La «Directiva de Retorno», también llamada «Directiva de la Deportación o de la Vergüenza», de la Comunidad Europea con respecto a los extracomunitarios ilegales, desenmascara una faceta inhumana que la cultura europea siempre ha tenido y que difícilmente consigue disfrazar. Es una cultura identitaria. Tiene una inmensa dificultad para convivir con lo diferente. O lo agrega, o lo somete, o lo destruye.

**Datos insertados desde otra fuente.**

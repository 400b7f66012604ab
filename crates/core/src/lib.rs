//! # entsync-core
//!
//! Resolves and rewrites the internal-subset declarations of technical
//! publication documents.
//!
//! - **profile**: the deployment's rule table and fixed identifiers
//! - **catalog**: which entity names each shared reference file declares
//! - **mapper**: entity name -> canonical parameter-entity declaration
//! - **classifier** / **scanner**: what one document references
//! - **declaration**: deduplicated, sorted declaration sets
//! - **rewriter**: new prolog + original body
//! - **engine**: the per-document pipeline tying these together
//!
//! ## Design Principle
//!
//! This crate does no I/O of its own beyond the `DocumentStore` it is handed
//! when loading a catalog. Scanning and rewriting are pure functions of the
//! document text, the frozen catalog and the profile.

pub mod catalog;
pub mod classifier;
pub mod declaration;
pub mod engine;
pub mod error;
pub mod mapper;
pub mod profile;
pub mod rewriter;
pub mod scanner;

pub use catalog::{Catalog, CatalogBuilder, CatalogLoad, EntityFamily};
pub use classifier::{DoctypeLineClassifier, LineClassifier, RootTagClassifier};
pub use declaration::{Declaration, DeclarationSet};
pub use engine::{Engine, Preparation, PreparedDocument, UnresolvedPolicy};
pub use error::EngineError;
pub use mapper::{DeclarationMapper, Resolution};
pub use profile::{
    CompanionRule, DeclarationRule, DiscoveryConfig, DoctypeTemplate, GraphicsConfig, Profile,
    ScanConvention,
};
pub use rewriter::Rewriter;
pub use scanner::{ScanOutcome, Scanner};
//! Filesystem access for entsync batches.
//!
//! This crate provides the native implementations behind the engine's
//! platform seams.
//!
//! ## Available Components
//!
//! - [`FilesystemDocumentStore`]: reads documents and replaces them atomically
//! - [`discover_reference_files`] / [`discover_documents`]: project enumeration
//!
//! ## Re-exports
//!
//! For convenience, we also re-export the in-memory store from entsync-traits:
//! - [`InMemoryDocumentStore`]: Pre-populated in-memory storage

mod discovery;
mod filesystem;

pub use discovery::{discover_documents, discover_reference_files};
pub use filesystem::FilesystemDocumentStore;

pub use entsync_traits::InMemoryDocumentStore;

Invadió prácticamente todo el mundo conocido, subyugando y matando con la cruz y la espada.
Fue ella la que, al comienzo de la modernidad, provocó el mayor genocidio de la historia humana, según el historiador Oswald Splengler en La decadencia de Occidente.
En América Latina, donde había 23 millones de indígenas -nos dice el antropólogo Darcy Ribeiro-, después de un siglo quedó solamente uno. Luego dominó a las poblaciones que quedaron, explotó todos los recursos naturales posibles, que sirvieron de base para su industrialización y su enriquecimiento, que son sus injustas ventajas hasta el día de hoy. Detrás de su comercio y de su técnica hay ríos de sangre, sudor y lágrimas. Es una cultura montada sobre el poder-dominación.
Ahora, pasando por encima de varios artículos de la Declaración de los Derechos Humanos de 1948 (¿cuándo la respetaron?), maltratan a los inmigrantes, considerándolos criminales que deben ser encarcelados -incluso a los menores-, sin necesidad de mandato judicial, solamente mediante un procedimiento administrativo. Se prevé campos de concentración para ellos. Estos inmigrantes esconden tragedias en sus vidas. Están allí porque quieren sobrevivir y ayudar a las familias que han dejado en sus países.
Veamos la contradicción: en el siglo XIX los sobrantes del proceso de industrialización europeo, aquellos que podían desestabilizar el capitalismo salvaje naciente, previsto por Marx, fueron destinados a la exportación. No venía cualquier tipo de gente. Tenían primacía los empobrecidos y los enfermos, como mis abuelos italianos. Todos los de su leva sufrían tracoma, de difícil curación en esa época. Yo mismo sufrí esa enfermedad cuando niño, como todos los de nuestra región de Santa Catarina, donde se sitúan hoy Sadia y Perdigão, industrias conocidas por sus buenos productos.
En Brasil fueron acogidos con generosidad. Consiguieron tierras, ayudaron a construir esta nación y ahora, con la riqueza natural que Dios nos concedió, podemos ser la mesa puesta para el hambre del mundo entero. Las políticas de la Comunidad europea de hoy, no muestran ninguna reciprocidad. Con acciones articuladas se revelan crueles y sin piedad. El príncipe de nuestros periodistas, Mauro Santayana, nos relata en el Jornal do Brasil del 22/06, que en los años 80 economistas y sociólogos norteamericanos y europeos bajo el patrocinio de banqueros concluyeron que era necesario apartar del consumo al 80% de la humanidad, a fin de garantizar la gestión del planeta y mantener los privilegios del 20% de ricos. Los demás deberían ser marginados, hasta su extinción.
Parece que el genocidio está inscrito en el código genético de este tipo de gente que ha estado detrás de casi todas las guerras de los últimos siglos. A ellos que gustan de la cultura como pura ilustración, les recuerdo lo que Immanuel Kant (+1804) dice en La paz perpetua (1795). La primera virtud de una república mundial es la «hospitalidad general», como derecho y deber de todos. Todos están sobre el planeta Tierra, dice, y tienen el derecho de visitar las regiones y sus pueblos, pues la Tierra pertenece comunitariamente a todos.
Sólo espíritus anticultura occidental como Francisco de Asís, Juan XXIII, Luther King y Madre Teresa pueden ofrecer un paradigma que rescate a estos Gobiernos y los salve de la maldición de la vida y de la ira divina que se cierne sobre ellos.